Ovid (Publius Ovidius Naso)
Publius Ovidius Naso, commonly known as Ovid, was a Roman poet born on March 20th, 43 BCE, in Sulmo, Italy. He was born into a wealthy family and received a good education, studying rhetoric and law in Rome and Athens.
Ovid began his literary career writing love poems, which were very popular at the time. His first collection, the Amores (The Loves), was published in 16 BCE and established his reputation as a poet. He followed this with the Ars Amatoria (The Art of Love), a manual on how to seduce women, which was also well received.
However, Ovid’s career took a dramatic turn in 8 CE when he was exiled to Tomis, a remote town on the Black Sea, by the emperor Augustus. The reasons for his exile are unclear, but it is believed that his works offended the emperor’s moral standards.
In Tomis, Ovid lived in relative isolation and wrote his most famous work, the Metamorphoses. This epic poem is a retelling of Greek and Roman myths, focusing on the theme of transformation. It is considered one of the greatest works of classical literature and has had a profound influence on Western art and culture.
Ovid died in Tomis in 17 CE, and his body was buried there. His works continued to be popular throughout the Roman Empire and beyond, and he is still widely read today. In addition to the Amores, Ars Amatoria, and Metamorphoses, Ovid also wrote several other works, including the Heroides (Epistles of the Heroines), a collection of letters from mythological heroines to their absent lovers, and the Fasti, a poetic calendar of Roman festivals.

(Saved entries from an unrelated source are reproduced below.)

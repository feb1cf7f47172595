//! Transport integration tests
//!
//! Runs real requests against a loopback echo server and checks the CSRF
//! contract on the wire: token injection for in-scope mutations, untouched
//! safe methods, and no header or credential leakage to out-of-scope
//! origins.

use std::sync::Arc;

use axum::http::{HeaderMap, Method as AxumMethod};
use axum::{Json, Router};
use http::Method;
use serde_json::{json, Value};

use sanctum_admin::config::{parse_api_base, AdminConfig};
use sanctum_admin::transport::SecureTransport;

async fn echo(method: AxumMethod, headers: HeaderMap) -> Json<Value> {
    Json(json!({
        "method": method.as_str(),
        "csrf": headers.get("x-csrf-token").and_then(|v| v.to_str().ok()),
        "cookie": headers.get("cookie").and_then(|v| v.to_str().ok()),
    }))
}

/// Start an echo server on a random loopback port, returning its base URL
async fn spawn_echo_server() -> String {
    let listener = tokio::net::TcpListener::bind("127.0.0.1:0").await.unwrap();
    let addr = listener.local_addr().unwrap();

    let app = Router::new().fallback(echo);
    tokio::spawn(async move {
        axum::serve(listener, app).await.unwrap();
    });

    format!("http://{}", addr)
}

fn transport_for(base: &str) -> Arc<SecureTransport> {
    let config = AdminConfig {
        api_base: parse_api_base(&format!("{}/api", base)).unwrap(),
        ..AdminConfig::default()
    };

    let transport = Arc::new(SecureTransport::new(&config).unwrap());
    transport.add_session_cookie("sanctum_csrf=abc");
    transport
}

async fn send(transport: &SecureTransport, method: Method, url: &str) -> Value {
    let builder = transport.request(method, url::Url::parse(url).unwrap());
    let response = transport.send(builder).await.unwrap();
    response.json().await.unwrap()
}

#[tokio::test]
async fn test_patch_in_scope_carries_token_and_credentials() {
    let base = spawn_echo_server().await;
    let transport = transport_for(&base);

    let body = send(
        &transport,
        Method::PATCH,
        &format!("{}/api/admin/config/FOO", base),
    )
    .await;

    assert_eq!(body["csrf"], "abc");
    assert!(body["cookie"]
        .as_str()
        .unwrap()
        .contains("sanctum_csrf=abc"));
}

#[tokio::test]
async fn test_get_in_scope_carries_credentials_but_no_token() {
    let base = spawn_echo_server().await;
    let transport = transport_for(&base);

    let body = send(
        &transport,
        Method::GET,
        &format!("{}/api/admin/config/FOO", base),
    )
    .await;

    assert_eq!(body["csrf"], Value::Null);
    assert!(body["cookie"]
        .as_str()
        .unwrap()
        .contains("sanctum_csrf=abc"));
}

#[tokio::test]
async fn test_patch_outside_base_path_is_untouched() {
    let base = spawn_echo_server().await;
    let transport = transport_for(&base);

    // Same origin, but not under the API base path: no injection and no
    // session cookie.
    let body = send(&transport, Method::PATCH, &format!("{}/other/path", base)).await;

    assert_eq!(body["csrf"], Value::Null);
    assert_eq!(body["cookie"], Value::Null);
}

#[tokio::test]
async fn test_patch_to_foreign_origin_is_untouched() {
    let base = spawn_echo_server().await;
    let foreign = spawn_echo_server().await;
    let transport = transport_for(&base);

    let body = send(
        &transport,
        Method::PATCH,
        &format!("{}/api/admin/config/FOO", foreign),
    )
    .await;

    assert_eq!(body["csrf"], Value::Null);
    assert_eq!(body["cookie"], Value::Null);
}

#[tokio::test]
async fn test_explicit_caller_token_wins() {
    let base = spawn_echo_server().await;
    let transport = transport_for(&base);

    let builder = transport
        .request(
            Method::PATCH,
            url::Url::parse(&format!("{}/api/admin/config/FOO", base)).unwrap(),
        )
        .header("x-csrf-token", "explicit");
    let response = transport.send(builder).await.unwrap();
    let body: Value = response.json().await.unwrap();

    assert_eq!(body["csrf"], "explicit");
}

#[tokio::test]
async fn test_post_in_scope_carries_token() {
    let base = spawn_echo_server().await;
    let transport = transport_for(&base);

    let body = send(
        &transport,
        Method::POST,
        &format!("{}/api/admin/migration/execute", base),
    )
    .await;

    assert_eq!(body["csrf"], "abc");
    assert_eq!(body["method"], "POST");
}
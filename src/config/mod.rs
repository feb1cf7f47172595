//! Configuration module
//!
//! This module handles application configuration, including loading from
//! different sources (files, environment variables, command line arguments)
//! and validating the configuration.

mod defaults;
mod loader;

pub use self::loader::ConfigLoader;

use serde::{Deserialize, Deserializer, Serialize};
use url::Url;

use crate::common::{AdminError, Result};

/// Custom deserializer for the API base URL
fn deserialize_api_base<'de, D>(deserializer: D) -> std::result::Result<Url, D::Error>
where
    D: Deserializer<'de>,
{
    let s = String::deserialize(deserializer)?;
    parse_api_base(&s).map_err(serde::de::Error::custom)
}

/// Admin console configuration
///
/// Contains all configuration options the admin client needs. Supports
/// loading from configuration files, environment variables, and command
/// line arguments.
#[derive(Debug, Clone, Serialize, Deserialize, PartialEq, Eq)]
#[serde(deny_unknown_fields)]
#[serde(default)]
pub struct AdminConfig {
    // --- Network settings ---

    /// Base URL of the service API all admin calls are scoped to.
    /// Requests outside this origin and path prefix bypass the CSRF layer.
    #[serde(default = "defaults::api_base", deserialize_with = "deserialize_api_base")]
    pub api_base: Url,

    /// Connection timeout in seconds for API requests
    #[serde(default = "defaults::connection_timeout")]
    pub connection_timeout: u64,

    // --- Security settings ---

    /// Name of the cookie carrying the anti-CSRF token
    #[serde(default = "defaults::csrf_cookie")]
    pub csrf_cookie: String,

    // --- General settings ---

    /// Log level (error, warn, info, debug, trace)
    #[serde(default = "defaults::log_level")]
    pub log_level: String,
}

impl Default for AdminConfig {
    /// Create a default configuration using centralized defaults
    #[inline]
    fn default() -> Self {
        Self {
            api_base: defaults::api_base(),
            connection_timeout: defaults::connection_timeout(),
            csrf_cookie: defaults::csrf_cookie(),
            log_level: defaults::log_level(),
        }
    }
}

impl AdminConfig {
    /// Validate the configuration
    ///
    /// Checks that the API base is an absolute HTTP(S) URL, the CSRF cookie
    /// name is a plausible cookie token, and the timeout is non-zero.
    pub fn validate(&self) -> Result<()> {
        match self.api_base.scheme() {
            "http" | "https" => {}
            other => {
                return Err(AdminError::Config(format!(
                    "API base must use http or https, got scheme: {}",
                    other
                )))
            }
        }

        if self.api_base.host_str().is_none() {
            return Err(AdminError::Config(format!(
                "API base has no host: {}",
                self.api_base
            )));
        }

        if self.csrf_cookie.is_empty()
            || !self
                .csrf_cookie
                .bytes()
                .all(|b| b.is_ascii_alphanumeric() || b == b'_' || b == b'-')
        {
            return Err(AdminError::Config(format!(
                "Invalid CSRF cookie name: {:?}",
                self.csrf_cookie
            )));
        }

        if self.connection_timeout == 0 {
            return Err(AdminError::Config(
                "Connection timeout must be greater than zero".to_string(),
            ));
        }

        match self.log_level.as_str() {
            "error" | "warn" | "info" | "debug" | "trace" => Ok(()),
            other => Err(AdminError::Config(format!(
                "Invalid log level: {}. Valid values are: error, warn, info, debug, trace",
                other
            ))),
        }
    }
}

/// Parse and validate an API base URL string
///
/// Accepts absolute `http`/`https` URLs only; a trailing slash is preserved
/// so path-prefix scoping stays predictable.
pub fn parse_api_base(value: &str) -> Result<Url> {
    let url = Url::parse(value)
        .map_err(|e| AdminError::Config(format!("Invalid API base URL {}: {}", value, e)))?;

    match url.scheme() {
        "http" | "https" => {}
        other => {
            return Err(AdminError::Config(format!(
                "API base must use http or https, got scheme: {}",
                other
            )))
        }
    }

    if url.host_str().is_none() {
        return Err(AdminError::Config(format!("API base has no host: {}", value)));
    }

    Ok(url)
}

/// Log the configuration
pub fn log_config(config: &AdminConfig) {
    use log::info;

    if !log::log_enabled!(log::Level::Info) {
        return;
    }

    info!("=== Final Configuration ===");
    info!("Network Settings:");
    info!("  API base: {}", config.api_base);
    info!("  Connection timeout: {} seconds", config.connection_timeout);
    info!("Security Settings:");
    info!("  CSRF cookie name: {}", config.csrf_cookie);
    info!("General Settings:");
    info!("  Log level: {}", config.log_level);
    info!("=========================");
}

// Global configuration storage
use once_cell::sync::Lazy;
use std::path::Path;
use std::sync::RwLock;

static CONFIG: Lazy<RwLock<AdminConfig>> = Lazy::new(|| RwLock::new(AdminConfig::default()));

/// Initialize the global configuration from the best available sources
pub fn initialize(config_file: Option<&Path>) -> Result<()> {
    let config = AdminConfig::auto_load(config_file)?;
    config.validate()?;

    let mut global_config = CONFIG.write().unwrap();
    *global_config = config;

    Ok(())
}

/// Get a copy of the current global configuration
pub fn get_config() -> AdminConfig {
    let config = CONFIG.read().unwrap();
    config.clone()
}

/// Replace the global configuration after validating it
pub fn update_config(config: AdminConfig) -> Result<()> {
    config.validate()?;

    let mut global_config = CONFIG.write().unwrap();
    *global_config = config;

    Ok(())
}

// Export constants needed externally
pub use defaults::{DEFAULT_CONFIG_FILE, ENV_PREFIX};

Overall, Ovid is regarded as one of the greatest poets of the ancient world, and his works have had a lasting impact on literature and culture. His themes of love, transformation, and the power of the imagination continue to resonate with readers today.
Ovid was a prolific writer, and his works span a wide range of genres, including poetry, drama, and prose. Here are some of his most famous works:
- Amores – A collection of love poems that established Ovid’s reputation as a poet.

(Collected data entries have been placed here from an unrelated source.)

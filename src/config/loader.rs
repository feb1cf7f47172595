//! Configuration loading functionality
//!
//! This module provides functionality for loading configuration from different
//! sources such as files and environment variables, and merging them with the
//! usual precedence: defaults < file < environment.

use std::env;
use std::fs;
use std::path::Path;

use crate::common::{AdminError, Result};
use crate::config::defaults::{DEFAULT_CONFIG_FILE, ENV_PREFIX};
use crate::config::{parse_api_base, AdminConfig};

/// Trait for loading configuration from different sources
pub trait ConfigLoader {
    /// Load configuration from a file
    fn from_file<P: AsRef<Path>>(path: P) -> Result<Self>
    where
        Self: Sized;

    /// Overlay environment variable values onto this configuration
    fn overlay_env(self) -> Result<Self>
    where
        Self: Sized;

    /// Auto-detect and load configuration from the best available sources
    fn auto_load(config_file: Option<&Path>) -> Result<Self>
    where
        Self: Sized;
}

impl ConfigLoader for AdminConfig {
    fn from_file<P: AsRef<Path>>(path: P) -> Result<Self> {
        let path = path.as_ref();
        let path_display = path.display();

        let content = fs::read_to_string(path).map_err(|e| {
            AdminError::Config(format!("Failed to read config file {}: {}", path_display, e))
        })?;

        serde_json::from_str(&content).map_err(|e| {
            AdminError::Config(format!(
                "Failed to parse JSON config file {}: {}",
                path_display, e
            ))
        })
    }

    fn overlay_env(mut self) -> Result<Self> {
        let get_env = |name: &str| -> Option<String> {
            env::var(format!("{}{}", ENV_PREFIX, name)).ok()
        };

        if let Some(value) = get_env("API_BASE") {
            self.api_base = parse_api_base(&value)?;
        }

        if let Some(value) = get_env("CSRF_COOKIE") {
            self.csrf_cookie = value;
        }

        if let Some(value) = get_env("LOG_LEVEL") {
            self.log_level = value;
        }

        if let Some(value) = get_env("CONNECTION_TIMEOUT") {
            self.connection_timeout = value.parse::<u64>().map_err(|e| {
                AdminError::Config(format!(
                    "Invalid {}CONNECTION_TIMEOUT value {}: {}",
                    ENV_PREFIX, value, e
                ))
            })?;
        }

        Ok(self)
    }

    fn auto_load(config_file: Option<&Path>) -> Result<Self> {
        use log::{debug, info, warn};

        let config = match config_file {
            Some(path) => {
                if path.exists() {
                    info!("Loading configuration from file: {}", path.display());
                    Self::from_file(path)?
                } else {
                    warn!("Configuration file not found: {}", path.display());
                    Self::default()
                }
            }
            None => {
                let default_path = Path::new(DEFAULT_CONFIG_FILE);
                if default_path.exists() {
                    info!("Loading configuration from {}", DEFAULT_CONFIG_FILE);
                    Self::from_file(default_path)?
                } else {
                    debug!("No configuration file found, using defaults");
                    Self::default()
                }
            }
        };

        config.overlay_env()
    }
}
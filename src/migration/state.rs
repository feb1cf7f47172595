//! Migration state machine
//!
//! The protocol's modal flow is an explicit finite-state type plus a pure
//! transition function. The coordinator performs the effects (RPCs,
//! decryption, signing) and feeds the outcomes back in as events; a UI is
//! a renderer of [`MigrationState`] and owns none of the protocol logic.
//!
//! Transition rules worth calling out:
//!
//! * Opening probes the signing agent first; a failed probe goes straight
//!   to `Error`, and `Input` is never shown.
//! * A malformed target key routes to `Error`, not back to `Input`. That
//!   matches the deployed behavior; if product ever wants re-entry
//!   instead, [`MigrationState::apply`] is the one place to change it.
//! * `Close` is refused while in `Progress` so a running attempt cannot be
//!   abandoned; it is accepted in every other state and resets everything.
//! * Unmatched state/event pairs leave the state unchanged.

use crate::crypto::pubkey::AdminPubkey;
use crate::crypto::signer::SignerCapabilities;
use crate::migration::MigrationError;
use crate::store::{MigrationPrepareResponse, MigrationResult};

/// Phase of a running migration attempt, for rendering only
#[derive(Debug, Clone, Copy, PartialEq, Eq)]
pub enum ProgressPhase {
    /// Fetching the encrypted snapshot
    Preparing,
    /// Decrypting the snapshot in memory
    Decrypting,
    /// Waiting for the signing agent to authorize the new key
    Signing,
    /// Submitting the re-encryption request
    Submitting,
}

/// State of the migration modal flow
///
/// `Closed` is the idle state outside the modal. All per-attempt data
/// lives inside the variants, so returning to `Closed` is a full reset by
/// construction.
#[derive(Debug, Clone, PartialEq)]
pub enum MigrationState {
    /// No migration in progress
    Closed,

    /// Waiting for the operator to enter a target key
    Input,

    /// Snapshot loaded; waiting for the operator to confirm
    Confirm {
        target: AdminPubkey,
        snapshot: MigrationPrepareResponse,
    },

    /// An attempt is running; closing is refused
    Progress { phase: ProgressPhase },

    /// The migration committed
    Complete { result: MigrationResult },

    /// The attempt failed; only a full reset is offered
    Error { error: MigrationError },
}

/// One protocol event
///
/// Operator actions (`Open`, `Submit`, `Confirm`, `Close`) and effect
/// outcomes (`PrepareLoaded`, `Phase`, `Executed`, `Failed`).
#[derive(Debug, Clone, PartialEq)]
pub enum MigrationEvent {
    /// The operator opened the migration flow; carries the probe result
    Open { capabilities: SignerCapabilities },

    /// The operator submitted a syntactically valid target key
    Submit,

    /// The prepare RPC returned a snapshot for the given target
    PrepareLoaded {
        target: AdminPubkey,
        snapshot: MigrationPrepareResponse,
    },

    /// The operator confirmed the loaded snapshot
    Confirm,

    /// The running attempt advanced to a new phase
    Phase(ProgressPhase),

    /// The execute RPC committed
    Executed { result: MigrationResult },

    /// Some step failed
    Failed { error: MigrationError },

    /// The operator closed the flow
    Close,
}

impl MigrationState {
    /// Apply one event, producing the next state
    ///
    /// Total and pure: unmatched combinations return the state unchanged.
    pub fn apply(self, event: MigrationEvent) -> MigrationState {
        use MigrationEvent as E;
        use MigrationState as S;

        match (self, event) {
            // Opening probes capabilities; a failed probe bypasses Input.
            (S::Closed, E::Open { capabilities }) => match capabilities.missing_capability() {
                None => S::Input,
                Some(message) => S::Error {
                    error: MigrationError::Prerequisite(message.to_string()),
                },
            },

            (S::Input, E::Submit) => S::Progress {
                phase: ProgressPhase::Preparing,
            },

            // The same-key guard lives in the transition so no caller can
            // skip it.
            (S::Progress { .. }, E::PrepareLoaded { target, snapshot }) => {
                if target == snapshot.admin_pubkey {
                    S::Error {
                        error: MigrationError::Validation(
                            "the new admin key must be different from the current one".to_string(),
                        ),
                    }
                } else {
                    S::Confirm { target, snapshot }
                }
            }

            (S::Confirm { .. }, E::Confirm) => S::Progress {
                phase: ProgressPhase::Decrypting,
            },

            (S::Progress { .. }, E::Phase(phase)) => S::Progress { phase },

            (S::Progress { .. }, E::Executed { result }) => S::Complete { result },

            // Failures are accepted from any non-terminal, non-closed state
            // so validation can fail out of Input as well.
            (S::Input, E::Failed { error })
            | (S::Confirm { .. }, E::Failed { error })
            | (S::Progress { .. }, E::Failed { error }) => S::Error { error },

            // Close is refused mid-attempt, accepted everywhere else.
            (state @ S::Progress { .. }, E::Close) => state,
            (_, E::Close) => S::Closed,

            (state, _) => state,
        }
    }

    /// Whether the flow currently refuses to close
    pub fn is_busy(&self) -> bool {
        matches!(self, Self::Progress { .. })
    }
}
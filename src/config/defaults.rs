//! Centralized configuration defaults
//!
//! All default values live here so the serde defaults, `Default` impl, and
//! documentation cannot drift apart.

use url::Url;

/// Prefix for environment variable overrides
pub const ENV_PREFIX: &str = "SANCTUM_";

/// Default configuration file name
pub const DEFAULT_CONFIG_FILE: &str = "sanctum-admin.json";

/// Default API base URL string
pub const API_BASE_STR: &str = "http://127.0.0.1:8080/api";

/// Default CSRF cookie name
pub const CSRF_COOKIE_STR: &str = "sanctum_csrf";

/// Default log level
pub const LOG_LEVEL_STR: &str = "info";

/// Default API base URL
pub fn api_base() -> Url {
    // The literal above is a valid absolute URL; parsing it cannot fail.
    Url::parse(API_BASE_STR).unwrap()
}

/// Default CSRF cookie name
pub fn csrf_cookie() -> String {
    CSRF_COOKIE_STR.to_string()
}

/// Default log level
pub fn log_level() -> String {
    LOG_LEVEL_STR.to_string()
}

/// Default connection timeout in seconds
pub fn connection_timeout() -> u64 {
    30
}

- Ars Amatoria – A didactic poem that offers advice on how to find and keep a lover.
- Metamorphoses – An epic poem that retells Greek and Roman myths, with a focus on the theme of transformation.
- Heroides – A collection of letters written by mythological heroines to their absent lovers.

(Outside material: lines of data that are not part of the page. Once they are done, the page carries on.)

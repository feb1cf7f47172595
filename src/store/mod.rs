//! Encrypted record store interface
//!
//! This module defines the wire-level record types exchanged with the
//! service's encrypted record store, and the client-side contract of its
//! two migration RPCs: `prepare` (read-only snapshot) and `execute`
//! (atomic re-encryption under a new admin key). The store's persistence
//! and atomicity are the server's responsibility; everything here is the
//! shape the client depends on.

pub mod http;

use std::fmt;

use async_trait::async_trait;
#[cfg(test)]
use mockall::automock;
use serde::{Deserialize, Serialize};
use thiserror::Error;
use zeroize::{Zeroize, ZeroizeOnDrop};

use crate::crypto::event::SignedAuthorizationEvent;
use crate::crypto::pubkey::AdminPubkey;

pub use http::HttpRecordStore;

/// Record store error
#[derive(Debug, Clone, PartialEq, Eq, Error)]
pub enum StoreError {
    /// The request never produced a usable response
    #[error("record store request failed: {0}")]
    Transport(String),

    /// The store answered with an error status
    #[error("record store returned {status}: {message}")]
    Rpc { status: u16, message: String },

    /// The response body did not match the expected shape
    #[error("malformed record store response: {0}")]
    Response(String),
}

/// A ciphertext/ephemeral-key pairing violation
///
/// Raised when a record carries one half of an encrypted field without the
/// other; the record is structurally damaged and nothing further may be
/// decrypted.
#[derive(Debug, Clone, Copy, PartialEq, Eq)]
pub struct PairingViolation;

/// Resolve an encrypted field into its ciphertext/ephemeral-key pair
///
/// Empty strings count as absent. Both halves present yields the pair,
/// both absent yields `None`, and a lone half is a [`PairingViolation`].
fn paired<'a>(
    ciphertext: &'a Option<String>,
    ephemeral_pubkey: &'a Option<String>,
) -> Result<Option<(&'a str, &'a str)>, PairingViolation> {
    let ciphertext = ciphertext.as_deref().filter(|v| !v.is_empty());
    let ephemeral_pubkey = ephemeral_pubkey.as_deref().filter(|v| !v.is_empty());

    match (ciphertext, ephemeral_pubkey) {
        (Some(ct), Some(ek)) => Ok(Some((ct, ek))),
        (None, None) => Ok(None),
        _ => Err(PairingViolation),
    }
}

/// A user row as stored, PII encrypted to the current admin key
#[derive(Debug, Clone, PartialEq, Eq, Serialize, Deserialize)]
pub struct EncryptedUserRecord {
    pub id: String,

    #[serde(default, skip_serializing_if = "Option::is_none")]
    pub encrypted_email: Option<String>,

    #[serde(default, skip_serializing_if = "Option::is_none")]
    pub ephemeral_pubkey_email: Option<String>,

    #[serde(default, skip_serializing_if = "Option::is_none")]
    pub encrypted_name: Option<String>,

    #[serde(default, skip_serializing_if = "Option::is_none")]
    pub ephemeral_pubkey_name: Option<String>,
}

impl EncryptedUserRecord {
    /// The encrypted email field, pairing-checked
    pub fn email(&self) -> Result<Option<(&str, &str)>, PairingViolation> {
        paired(&self.encrypted_email, &self.ephemeral_pubkey_email)
    }

    /// The encrypted name field, pairing-checked
    pub fn name(&self) -> Result<Option<(&str, &str)>, PairingViolation> {
        paired(&self.encrypted_name, &self.ephemeral_pubkey_name)
    }
}

/// An arbitrary encrypted form-field value
#[derive(Debug, Clone, PartialEq, Eq, Serialize, Deserialize)]
pub struct EncryptedFieldValueRecord {
    pub id: String,

    #[serde(default, skip_serializing_if = "Option::is_none")]
    pub encrypted_value: Option<String>,

    #[serde(default, skip_serializing_if = "Option::is_none")]
    pub ephemeral_pubkey: Option<String>,
}

impl EncryptedFieldValueRecord {
    /// The encrypted value, pairing-checked
    pub fn value(&self) -> Result<Option<(&str, &str)>, PairingViolation> {
        paired(&self.encrypted_value, &self.ephemeral_pubkey)
    }
}

/// Immutable snapshot returned by `prepare` for one migration attempt
#[derive(Debug, Clone, PartialEq, Eq, Serialize, Deserialize)]
pub struct MigrationPrepareResponse {
    /// The admin key all records are currently encrypted to
    pub admin_pubkey: AdminPubkey,

    pub user_count: usize,
    pub field_value_count: usize,

    pub users: Vec<EncryptedUserRecord>,
    pub field_values: Vec<EncryptedFieldValueRecord>,
}

impl MigrationPrepareResponse {
    /// Check the snapshot's declared counts against its contents
    pub fn validate(&self) -> Result<(), StoreError> {
        if self.user_count != self.users.len() {
            return Err(StoreError::Response(format!(
                "snapshot declares {} users but contains {}",
                self.user_count,
                self.users.len()
            )));
        }

        if self.field_value_count != self.field_values.len() {
            return Err(StoreError::Response(format!(
                "snapshot declares {} field values but contains {}",
                self.field_value_count,
                self.field_values.len()
            )));
        }

        Ok(())
    }
}

/// Transient, memory-only plaintext for one user row
///
/// Never persisted client-side; plaintext is zeroized on drop and redacted
/// from debug output.
#[derive(Clone, PartialEq, Eq, Serialize, Deserialize, Zeroize, ZeroizeOnDrop)]
pub struct DecryptedUserRecord {
    #[zeroize(skip)]
    pub id: String,

    #[serde(default, skip_serializing_if = "Option::is_none")]
    pub email: Option<String>,

    #[serde(default, skip_serializing_if = "Option::is_none")]
    pub name: Option<String>,
}

impl fmt::Debug for DecryptedUserRecord {
    fn fmt(&self, f: &mut fmt::Formatter<'_>) -> fmt::Result {
        f.debug_struct("DecryptedUserRecord")
            .field("id", &self.id)
            .field("email", &self.email.as_ref().map(|_| "<redacted>"))
            .field("name", &self.name.as_ref().map(|_| "<redacted>"))
            .finish()
    }
}

/// Transient, memory-only plaintext for one form-field value
#[derive(Clone, PartialEq, Eq, Serialize, Deserialize, Zeroize, ZeroizeOnDrop)]
pub struct DecryptedFieldValueRecord {
    #[zeroize(skip)]
    pub id: String,

    #[serde(default, skip_serializing_if = "Option::is_none")]
    pub value: Option<String>,
}

impl fmt::Debug for DecryptedFieldValueRecord {
    fn fmt(&self, f: &mut fmt::Formatter<'_>) -> fmt::Result {
        f.debug_struct("DecryptedFieldValueRecord")
            .field("id", &self.id)
            .field("value", &self.value.as_ref().map(|_| "<redacted>"))
            .finish()
    }
}

/// Outcome returned by `execute`
#[derive(Debug, Clone, PartialEq, Eq, Serialize, Deserialize)]
pub struct MigrationResult {
    pub message: String,
    pub users_migrated: usize,
    pub field_values_migrated: usize,
}

/// Client contract of the server-side encrypted record store
///
/// `prepare` must be read-only and repeatable. `execute` must verify the
/// authorization event against the current admin key and apply all writes
/// atomically; the client never retries or splits a submission.
#[cfg_attr(test, automock)]
#[async_trait]
pub trait EncryptedRecordStore: Send + Sync {
    /// Fetch the encrypted snapshot for one migration attempt
    async fn prepare(&self) -> Result<MigrationPrepareResponse, StoreError>;

    /// Submit the decrypted snapshot for atomic re-encryption under
    /// `new_pubkey`
    async fn execute(
        &self,
        new_pubkey: AdminPubkey,
        users: Vec<DecryptedUserRecord>,
        field_values: Vec<DecryptedFieldValueRecord>,
        authorization: SignedAuthorizationEvent,
    ) -> Result<MigrationResult, StoreError>;
}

- Fasti – A poetic calendar of Roman festivals.
- Tristia – A collection of poems written by Ovid during his exile in Tomis.
- Epistulae ex Ponto – A series of letters written by Ovid during his exile, begging for mercy and a chance to return to Rome.
- Ibis – A poem in which Ovid curses an enemy who he believed was responsible for his exile.
- Medicamina Faciei Femineae – A poem that offers advice to women on how to enhance their beauty.
- Remedia Amoris – A poem that offers advice to men and women on how to overcome the pain of love.
These works have had a profound influence on Western literature and culture and continue to be read and studied today.